### Work item
Gather up every line from the entries below that uses the word "service".

Collected data

>>>

//! Application state for the Benefit Eligibility Engine API.
//!
//! Handlers share only the immutable service configuration. Every request
//! builds its own table and frequency counts.

use std::sync::Arc;

use chrono::NaiveDate;

use crate::config::ConfigLoader;

/// Shared application state.
#[derive(Clone)]
pub struct AppState {
    /// The loaded service configuration.
    config: Arc<ConfigLoader>,
}

impl AppState {
    /// Creates a new application state with the given configuration loader.
    pub fn new(config: ConfigLoader) -> Self {
        Self {
            config: Arc::new(config),
        }
    }

    /// Returns a reference to the configuration loader.
    pub fn config(&self) -> &ConfigLoader {
        &self.config
    }

    /// Resolves the reference date for one request.
    pub fn reference_date(&self, explicit: Option<NaiveDate>) -> Option<NaiveDate> {
        self.config.resolve_reference_date(explicit)
    }
}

<<<

### Answer for the task
//! Handlers share only the immutable service configuration. Every request
    /// The loaded service configuration.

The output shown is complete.